The generate component class for generating synthetic data.

load

The load component class for loading data.

location_attributes

Access the location attributes table.

location_crosswalks

Access the location crosswalks table.

locations

Access the locations table.

metrics

The metrics component class for calculating performance metrics.

primary_timeseries

Access the primary timeseries table.

read

The read component class for reading data.

remote_catalog

Alias for catalog property (backwards compatibility).

secondary_timeseries

Access the secondary timeseries table.

units

Access the units table.

validate

The validate component class for validating data.

variables

Access the variables table.

write

The write component class for writing data.

property active_catalog#

Alias for catalog property (backwards compatibility).

Deprecated since version Use: catalog property instead. This alias will be removed in a future version.

Returns:

LocalCatalog or RemoteCatalog – The catalog configuration for this evaluation.

property attributes: AttributeTable#

Access the attributes table.

property catalog#

The remote catalog for this evaluation.

Returns:

RemoteCatalog – The remote catalog configuration.

property configurations: ConfigurationTable#

Access the configurations table.

property download: Download#

The download component class for managing data downloads.

drop_table(table_name: str, namespace_name: str | None = None, catalog_name: str | None = None)#

Drop a user-created table from the catalog.

Only non-core tables (user-created tables, materialized views, saved query results) can be dropped. Attempting to drop a core table (e.g., primary_timeseries, locations, units) will raise a ValueError.

Parameters:
  • table_name (str) – The name of the table to drop.

  • namespace_name (Union[str, None], optional) – The namespace containing the table. If None, uses the active catalog’s namespace.

  • catalog_name (Union[str, None], optional) – The catalog containing the table. If None, uses the active catalog name.

Raises:

ValueError – If the table is a core TEEHR table.

Examples

Write and then drop a user-created table:

>>> ev.joined_timeseries_view().write("my_results")
>>> ev.drop_table("my_results")
enable_logging()#

Enable logging.

property extract: Extract#

The extract component class for extracting data.

property fetch: Fetch#

The fetch component class for accessing external data.

property generate: GeneratedTimeseries#

The generate component class for generating synthetic data.

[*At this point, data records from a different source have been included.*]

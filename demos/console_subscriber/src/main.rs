//! Console Subscriber - Plain Text Output
//!
//! Connects to an edge node's subscriber port and prints every event it
//! pushes: created users, storage stats and coordinator status. Optionally
//! lists users or creates one on connect.
//!
//! # Usage
//!
//! ```bash
//! # Watch broadcasts
//! console_subscriber
//!
//! # List users, then keep watching
//! console_subscriber --list
//!
//! # Create a user, then keep watching
//! console_subscriber --create "Ada Lovelace,ada@example.com"
//! ```

use chrono::Utc;
use clap::Parser;
use serde::Deserialize;
use serde_json::json;
use tierline_client::{connect, WireFormat};
use tokio::signal::unix::{signal, SignalKind};

/// Console Subscriber - displays edge events in plain text format.
#[derive(Parser, Debug)]
#[command(name = "console_subscriber")]
#[command(about = "Plain console output for Tierline edge events")]
struct Args {
    /// Edge subscriber address.
    #[arg(short, long, default_value = "127.0.0.1:3003")]
    edge: String,

    /// Wire format used by the chain (json or messagepack).
    #[arg(short, long, default_value = "messagepack")]
    format: WireFormat,

    /// Request the user list on connect.
    #[arg(short, long)]
    list: bool,

    /// Create a user on connect, given as "name,email".
    #[arg(short, long, value_name = "NAME,EMAIL")]
    create: Option<String>,
}

#[derive(Debug, Deserialize)]
struct User {
    id: i64,
    name: String,
    email: String,
}

#[derive(Debug, Deserialize)]
#[serde(rename_all = "camelCase")]
struct DbStats {
    user_count: u64,
}

#[derive(Debug, Deserialize)]
struct AppStatus {
    status: String,
    connections: usize,
}

#[derive(Debug, Deserialize)]
struct Reply {
    success: bool,
    #[serde(default)]
    users: Option<Vec<User>>,
    #[serde(default)]
    user: Option<User>,
    #[serde(default)]
    error: Option<String>,
}

fn format_user(user: &User) -> String {
    format!("#{} {} <{}>", user.id, user.name, user.email)
}

/// Format an event for console output.
fn format_event(event: &str, payload: &serde_json::Value) -> String {
    match event {
        "user-created" => {
            if let Ok(user) = serde_json::from_value::<User>(payload.clone()) {
                return format!("[CREATED] {}", format_user(&user));
            }
        }
        "db-stats" => {
            if let Ok(stats) = serde_json::from_value::<DbStats>(payload.clone()) {
                return format!("[STATS] {} user(s)", stats.user_count);
            }
        }
        "app-status" => {
            if let Ok(status) = serde_json::from_value::<AppStatus>(payload.clone()) {
                return format!("[STATUS] {} ({} edge connection(s))", status.status, status.connections);
            }
        }
        "users-data" | "user-created-response" => {
            if let Ok(reply) = serde_json::from_value::<Reply>(payload.clone()) {
                if !reply.success {
                    let error = reply.error.as_deref().unwrap_or("unknown error");
                    return format!("[FAILED] {event}: {error}");
                }
                if let Some(users) = reply.users {
                    let lines: Vec<String> = users.iter().map(|u| format!("  {}", format_user(u))).collect();
                    return format!("[USERS] {} user(s)\n{}", users.len(), lines.join("\n"));
                }
                if let Some(user) = reply.user {
                    return format!("[OK] created {}", format_user(&user));
                }
            }
        }
        _ => {}
    }

    // Fallback: just show the event name and raw payload
    format!("[{}] {}", event, payload)
}

#[tokio::main]
async fn main() -> Result<(), Box<dyn std::error::Error>> {
    let args = Args::parse();

    let mut connection = match connect(&args.edge, "console_subscriber", args.format).await {
        Ok(c) => c,
        Err(e) => {
            eprintln!("Failed to connect to edge node: {e}");
            eprintln!("Make sure the edge node is running and --edge points at its subscriber port.");
            std::process::exit(1);
        }
    };

    if args.list {
        connection.handle.emit("get-users", json!({}));
    }
    if let Some(input) = args.create.as_deref() {
        let Some((name, email)) = input.split_once(',') else {
            eprintln!("--create expects \"name,email\"");
            std::process::exit(2);
        };
        connection
            .handle
            .emit("create-user", json!({"name": name.trim(), "email": email.trim()}));
    }

    let mut sigterm = signal(SignalKind::terminate())?;

    loop {
        tokio::select! {
            _ = sigterm.recv() => break,
            _ = tokio::signal::ctrl_c() => break,

            msg = connection.stream.next() => {
                match msg {
                    Some(msg) => {
                        let timestamp = Utc::now().format("%H:%M:%S%.3f");
                        println!("[{}] {}", timestamp, format_event(msg.event(), msg.payload()));
                    }
                    None => {
                        eprintln!("Edge node closed the connection");
                        break;
                    }
                }
            }
        }
    }

    Ok(())
}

joined_timeseries_view(primary_filters: str | dict | List[str | dict] | None = None, secondary_filters: str | dict | List[str | dict] | None = None, add_attrs: bool = False, attr_list: List[str] | None = None, catalog_name: str | None = None, namespace_name: str | None = None) JoinedTimeseriesView#

Create a computed view that joins primary and secondary timeseries.

This returns a lazy view that computes the join on-the-fly when accessed. The view can be filtered, transformed, and optionally materialized to an iceberg table via write().

Parameters:
  • primary_filters (Union[str, dict, List[...]], optional) – Filters to apply to primary timeseries before joining.

  • secondary_filters (Union[str, dict, List[...]], optional) – Filters to apply to secondary timeseries before joining.

  • add_attrs (bool, optional) – Whether to add location attributes. Default False.

  • attr_list (List[str], optional) – Specific attributes to add (if add_attrs=True).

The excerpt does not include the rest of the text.